Example ```{r license} cff_obj <- cff_create("yaml") cat(cff_obj$license) pkg <- desc::desc(file.path(find.package("yaml"), "DESCRIPTION")) cat(pkg$get("License")) ```
[Back to summary](#summary). ### license-url This key is not extracted from the metadata of the package. See the description on the [Guide to CFF schema v1.2.0](https://github.com/citation-file-format/citation-file-format/blob/main/schema-guide.md#license-url). > - **description**: The URL of the license text under which the software or > dataset is licensed (only for non-standard licenses not included in the > [SPDX License > List](https://github.com/citation-file-format/citation-file-format/blob/main/schema-guide.md#definitionslicense-enum)). > > - **usage**: > > ``` yaml > license-url: "https://obscure-licenses.com?id=1234" > ``` [Back to summary](#summary). ### message This key is extracted from the `DESCRIPTION` field, specifically as: ```{r eval=FALSE} msg <- paste0( 'To cite package "', "NAME_OF_THE_PACKAGE", '" in publications use:' ) ```
Example ```{r message} cat(cff_create("jsonlite")$message) ```
[Back to summary](#summary). ### preferred-citation {#preferred-citation} This key is extracted from the `CITATION` file. If several references are provided, it would select the first citation as the `"preferred-citation"` and the rest of them as [references](#references).
Example ```{r preferred-citation} cffobj <- cff_create("rmarkdown") cffobj$`preferred-citation` citation("rmarkdown")[1] ```
[Back to summary](#summary). ### references {#references} This key is extracted from the `CITATION` file if several references are provided. The first citation is considered as the [preferred-citation](#preferred-citation) and the rest of them as `"references"`. It also extracts the package dependencies and adds those to this fields using `citation(auto = TRUE)` on each dependency.
Example ```{r references} cffobj <- cff_create("rmarkdown") cffobj$references citation("rmarkdown")[-1] ```
[Back to summary](#summary). ### repository This key is extracted from the `"Repository"` field of the `DESCRIPTION` file. Usually, this field is auto-populated when a package is hosted on a repo (like **CRAN** or the [r-universe](https://r-universe.dev/)). For packages without this field on the `DESCRIPTION` (that is the typical case for an in-development package), **cffr** would try to search the package on any of the default repositories specified on `options("repos")`. In the case of [Bioconductor](https://bioconductor.org/) packages, those are identified if a ["biocViews"](https://contributions.bioconductor.org/description.html#biocviews) is present on the `DESCRIPTION` file. If **cffr** detects that the package is available on **CRAN**, it would return the canonical url form of the package (i.e. ).

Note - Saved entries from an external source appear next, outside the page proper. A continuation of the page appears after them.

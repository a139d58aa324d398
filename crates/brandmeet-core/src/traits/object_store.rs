// SPDX-FileCopyrightText: 2026 Brandmeet Contributors
// SPDX-License-Identifier: MIT OR Apache-2.0

//! Object storage trait for avatar blobs.

use async_trait::async_trait;

use crate::error::BrandmeetError;

/// Upload and public-URL retrieval against the hosted object store.
#[async_trait]
pub trait ObjectStore: Send + Sync {
    /// Uploads `bytes` to `bucket` at `path`, overwriting is a backend
    /// policy decision and not assumed here.
    async fn upload(
        &self,
        bucket: &str,
        path: &str,
        bytes: Vec<u8>,
        content_type: &str,
    ) -> Result<(), BrandmeetError>;

    /// The publicly reachable URL for an object in a public bucket.
    fn public_url(&self, bucket: &str, path: &str) -> String;
}
// SPDX-FileCopyrightText: 2026 Brandmeet Contributors
// SPDX-License-Identifier: MIT OR Apache-2.0

//! Configuration model structs for the Brandmeet app.
//!
//! All structs use `#[serde(deny_unknown_fields)]` to reject unrecognized
//! config keys at startup. The backend endpoint and publishable key are
//! configuration, never compiled in.

use serde::{Deserialize, Serialize};

/// Top-level Brandmeet configuration.
///
/// Loaded from TOML files following the XDG hierarchy, with environment
/// variable overrides via the `BRANDMEET_` prefix.
#[derive(Debug, Clone, Deserialize, Serialize)]
#[serde(deny_unknown_fields)]
pub struct BrandmeetConfig {
    /// Hosted backend endpoint settings.
    #[serde(default)]
    pub backend: BackendConfig,

    /// Auth behavior settings.
    #[serde(default)]
    pub auth: AuthConfig,

    /// Realtime change-notification settings.
    #[serde(default)]
    pub realtime: RealtimeConfig,

    /// Logging level (trace, debug, info, warn, error).
    #[serde(default = "default_log_level")]
    pub log_level: String,
}

impl Default for BrandmeetConfig {
    fn default() -> Self {
        Self {
            backend: BackendConfig::default(),
            auth: AuthConfig::default(),
            realtime: RealtimeConfig::default(),
            log_level: default_log_level(),
        }
    }
}

/// Hosted backend endpoint configuration.
#[derive(Debug, Clone, Deserialize, Serialize)]
#[serde(deny_unknown_fields)]
pub struct BackendConfig {
    /// Base URL of the hosted backend, e.g. `https://project.example.co`.
    #[serde(default)]
    pub url: String,

    /// Publishable (anon) API key sent with every request.
    #[serde(default)]
    pub anon_key: String,

    /// Database schema exposed over the row API.
    #[serde(default = "default_schema")]
    pub schema: String,
}

impl Default for BackendConfig {
    fn default() -> Self {
        Self {
            url: String::new(),
            anon_key: String::new(),
            schema: default_schema(),
        }
    }
}

/// Auth behavior configuration.
#[derive(Debug, Clone, Deserialize, Serialize)]
#[serde(deny_unknown_fields)]
pub struct AuthConfig {
    /// Whether to refresh the access token before it expires.
    #[serde(default = "default_true")]
    pub auto_refresh: bool,
}

impl Default for AuthConfig {
    fn default() -> Self {
        Self {
            auto_refresh: default_true(),
        }
    }
}

/// Realtime channel configuration.
#[derive(Debug, Clone, Deserialize, Serialize)]
#[serde(deny_unknown_fields)]
pub struct RealtimeConfig {
    /// Whether messaging views open a live subscription at all. When off,
    /// views refresh only on explicit refetch.
    #[serde(default = "default_true")]
    pub enabled: bool,

    /// Websocket heartbeat interval in seconds.
    #[serde(default = "default_heartbeat_secs")]
    pub heartbeat_secs: u64,
}

impl Default for RealtimeConfig {
    fn default() -> Self {
        Self {
            enabled: default_true(),
            heartbeat_secs: default_heartbeat_secs(),
        }
    }
}

fn default_schema() -> String {
    "public".to_string()
}

fn default_log_level() -> String {
    "info".to_string()
}

fn default_true() -> bool {
    true
}

fn default_heartbeat_secs() -> u64 {
    30
}
// SPDX-FileCopyrightText: 2026 Brandmeet Contributors
// SPDX-License-Identifier: MIT OR Apache-2.0

//! Auth subsystem trait. The protocol itself is the hosted provider's;
//! this seam only exposes the operations the app consumes.

use async_trait::async_trait;
use tokio::sync::broadcast;

use crate::error::BrandmeetError;
use crate::types::{AuthEvent, Session};

/// Password sign-in, session retrieval, sign-out, and auth-state
/// change notifications.
#[async_trait]
pub trait AuthBackend: Send + Sync {
    /// Signs in with email and password, returning the new session.
    async fn sign_in_with_password(
        &self,
        email: &str,
        password: &str,
    ) -> Result<Session, BrandmeetError>;

    /// Returns the current session, or `None` when signed out.
    ///
    /// Absence of a session is a routing concern, never an error.
    async fn current_session(&self) -> Result<Option<Session>, BrandmeetError>;

    /// Signs out and invalidates the current session.
    async fn sign_out(&self) -> Result<(), BrandmeetError>;

    /// Subscribes to auth-state changes (sign-in, sign-out, token refresh).
    fn auth_events(&self) -> broadcast::Receiver<AuthEvent>;
}
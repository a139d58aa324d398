// SPDX-FileCopyrightText: 2026 Brandmeet Contributors
// SPDX-License-Identifier: MIT OR Apache-2.0

//! Domain types shared across the Brandmeet workspace.
//!
//! Profile rows mirror the hosted backend's `brands` and `creators` tables
//! column-for-column. Conversations are derived at read time and never
//! stored; see `brandmeet-messaging` for the aggregation rules.

use chrono::{DateTime, Utc};
use serde::{Deserialize, Serialize};
use strum::{Display, EnumString};
use uuid::Uuid;

/// Opaque identity issued by the hosted auth provider. Not owned or
/// persisted by this app.
#[derive(Debug, Clone, Copy, PartialEq, Eq, Hash, Serialize, Deserialize)]
pub struct UserId(pub Uuid);

impl std::fmt::Display for UserId {
    fn fmt(&self, f: &mut std::fmt::Formatter<'_>) -> std::fmt::Result {
        self.0.fmt(f)
    }
}

/// Primary key of a profile row.
#[derive(Debug, Clone, Copy, PartialEq, Eq, Hash, Serialize, Deserialize)]
pub struct ProfileId(pub Uuid);

impl std::fmt::Display for ProfileId {
    fn fmt(&self, f: &mut std::fmt::Formatter<'_>) -> std::fmt::Result {
        self.0.fmt(f)
    }
}

/// Which side of the marketplace a profile row belongs to.
#[derive(
    Debug, Clone, Copy, PartialEq, Eq, Hash, Display, EnumString, Serialize, Deserialize,
)]
#[strum(serialize_all = "lowercase")]
#[serde(rename_all = "lowercase")]
pub enum Role {
    Brand,
    Creator,
}

impl Role {
    /// The party this role searches for and messages with.
    pub fn opposite(self) -> Role {
        match self {
            Role::Brand => Role::Creator,
            Role::Creator => Role::Brand,
        }
    }
}

/// A row in the `brands` table. 1:1 with a [`UserId`] via `user_id`.
#[derive(Debug, Clone, PartialEq, Serialize, Deserialize)]
pub struct BrandProfile {
    pub id: ProfileId,
    pub user_id: UserId,
    pub name: String,
    pub description: Option<String>,
    pub image_url: Option<String>,
    pub website_url: Option<String>,
    pub created_at: DateTime<Utc>,
}

/// A row in the `creators` table. 1:1 with a [`UserId`] via `user_id`.
#[derive(Debug, Clone, PartialEq, Serialize, Deserialize)]
pub struct CreatorProfile {
    pub id: ProfileId,
    pub user_id: UserId,
    pub name: String,
    pub bio: Option<String>,
    pub image_url: Option<String>,
    pub instagram_link: Option<String>,
    pub twitter_link: Option<String>,
    pub youtube_link: Option<String>,
    pub created_at: DateTime<Utc>,
}

/// Either kind of profile row, tagged by role.
#[derive(Debug, Clone, PartialEq, Serialize, Deserialize)]
pub enum Profile {
    Brand(BrandProfile),
    Creator(CreatorProfile),
}

impl Profile {
    pub fn id(&self) -> ProfileId {
        match self {
            Profile::Brand(b) => b.id,
            Profile::Creator(c) => c.id,
        }
    }

    pub fn user_id(&self) -> UserId {
        match self {
            Profile::Brand(b) => b.user_id,
            Profile::Creator(c) => c.user_id,
        }
    }

    pub fn name(&self) -> &str {
        match self {
            Profile::Brand(b) => &b.name,
            Profile::Creator(c) => &c.name,
        }
    }

    pub fn image_url(&self) -> Option<&str> {
        match self {
            Profile::Brand(b) => b.image_url.as_deref(),
            Profile::Creator(c) => c.image_url.as_deref(),
        }
    }

    pub fn role(&self) -> Role {
        match self {
            Profile::Brand(_) => Role::Brand,
            Profile::Creator(_) => Role::Creator,
        }
    }
}

/// A row in the `messages` table.
#[derive(Debug, Clone, PartialEq, Serialize, Deserialize)]
pub struct Message {
    pub id: Uuid,
    pub sender_id: UserId,
    pub receiver_id: UserId,
    pub content: String,
    pub created_at: DateTime<Utc>,
}

impl Message {
    /// The participant that is not `current`.
    ///
    /// Assumes `current` is one of the two participants; if it is neither,
    /// the sender is returned, which keeps the row visible rather than
    /// panicking on corrupt data.
    pub fn counterpart_of(&self, current: UserId) -> UserId {
        if self.sender_id == current {
            self.receiver_id
        } else {
            self.sender_id
        }
    }
}

/// The other participant in a conversation, as resolved against the
/// opposite-role profile table.
///
/// A message whose counterpart has no profile row in either table is kept
/// under [`Counterpart::Unknown`] rather than silently dropped, so no row
/// ever becomes unreachable from the view.
#[derive(Debug, Clone, PartialEq, Serialize, Deserialize)]
pub enum Counterpart {
    Known(Profile),
    Unknown { user_id: UserId },
}

impl Counterpart {
    pub fn user_id(&self) -> UserId {
        match self {
            Counterpart::Known(p) => p.user_id(),
            Counterpart::Unknown { user_id } => *user_id,
        }
    }

    /// Display name, with a placeholder for unresolved participants.
    pub fn display_name(&self) -> &str {
        match self {
            Counterpart::Known(p) => p.name(),
            Counterpart::Unknown { .. } => "Unknown participant",
        }
    }

    pub fn is_known(&self) -> bool {
        matches!(self, Counterpart::Known(_))
    }
}

/// A derived, non-persisted grouping of message rows by counterpart.
#[derive(Debug, Clone, PartialEq)]
pub struct Conversation {
    pub counterpart: Counterpart,
    /// All rows exchanged with the counterpart, in `created_at` ascending order.
    pub messages: Vec<Message>,
    /// The row with the maximum `created_at` among `messages`.
    pub last_message: Option<Message>,
}

impl Conversation {
    pub fn new(counterpart: Counterpart) -> Self {
        Self {
            counterpart,
            messages: Vec::new(),
            last_message: None,
        }
    }

    /// Appends a row and advances the last-message pointer when the new
    /// row's timestamp is strictly greater than the stored one.
    pub fn push(&mut self, message: Message) {
        let newer = match &self.last_message {
            Some(last) => message.created_at > last.created_at,
            None => true,
        };
        if newer {
            self.last_message = Some(message.clone());
        }
        self.messages.push(message);
    }

    /// Timestamp used for most-recently-active-first ordering.
    pub fn last_activity(&self) -> Option<DateTime<Utc>> {
        self.last_message.as_ref().map(|m| m.created_at)
    }
}

/// An authenticated session as issued by the hosted auth provider.
#[derive(Debug, Clone, PartialEq, Serialize, Deserialize)]
pub struct Session {
    pub user_id: UserId,
    pub access_token: String,
    pub expires_at: Option<DateTime<Utc>>,
}

/// Auth state transitions pushed by the auth subsystem.
#[derive(Debug, Clone, PartialEq)]
pub enum AuthEvent {
    SignedIn(Session),
    SignedOut,
    TokenRefreshed(Session),
}

/// Kind of a realtime change event on the messages table.
#[derive(Debug, Clone, Copy, PartialEq, Eq, Serialize, Deserialize)]
#[serde(rename_all = "UPPERCASE")]
pub enum ChangeKind {
    Insert,
    Update,
    Delete,
}

/// A change event on the messages table touching the subscribed identity.
#[derive(Debug, Clone, PartialEq)]
pub struct MessageChangeEvent {
    pub kind: ChangeKind,
    /// The new row for inserts and updates; `None` for deletes.
    pub row: Option<Message>,
}

/// Severity of a transient user-facing notification.
#[derive(Debug, Clone, Copy, PartialEq, Eq)]
pub enum NoticeLevel {
    Success,
    Error,
}

/// A transient user-facing notification (toast). Failures on reads and
/// writes surface as these; they never abort the consuming view.
#[derive(Debug, Clone, PartialEq)]
pub struct Notice {
    pub level: NoticeLevel,
    pub text: String,
}

impl Notice {
    pub fn success(text: impl Into<String>) -> Self {
        Self {
            level: NoticeLevel::Success,
            text: text.into(),
        }
    }

    pub fn error(text: impl Into<String>) -> Self {
        Self {
            level: NoticeLevel::Error,
            text: text.into(),
        }
    }
}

Example ```{r repository} # Installed package inst <- cff_create("jsonlite") cat(inst$repository) # Demo file downloaded from the r-universe runiv <- system.file("examples/DESCRIPTION_r_universe", package = "cffr") runiv_cff <- cff_create(runiv) cat(runiv_cff$repository) desc::desc(runiv)$get("Repository") # For in development package norepo <- system.file("examples/DESCRIPTION_basic", package = "cffr") # No repo norepo_cff <- cff_create(norepo) cat(norepo_cff[["repository"]]) # Change the name to a known package on CRAN: ggplot2 tmp <- tempfile("DESCRIPTION") file.copy(norepo, tmp) # Change name desc::desc_set("Package", "ggplot2", file = tmp) cat(cff_create(tmp)[["repository"]]) ```
[Back to summary](#summary). ### repository-artifact This key is not extracted from the metadata of the package. See the description on the [Guide to CFF schema v1.2.0](https://github.com/citation-file-format/citation-file-format/blob/main/schema-guide.md#repository-artifact). > - **description**: The URL of the work in a build artifact/binary repository > (when the work is software). > > - **usage**: > > ``` yaml > repository-artifact: "https://search.maven.org/artifact/org.corpus-tools/cff-maven-plugin/0.4.0/maven-plugin" > ``` [Back to summary](#summary). ### repository-code {#repository-code} This key is extracted from the `"BugReports"` or `"URL"` fields on the `DESCRIPTION` file. **cffr** tries to identify the url of the source on the following repositories: - [GitHub](https://github.com/). - [GitLab](https://about.gitlab.com/). - [R-Forge](https://r-forge.r-project.org/). - [Bitbucket](https://bitbucket.org/).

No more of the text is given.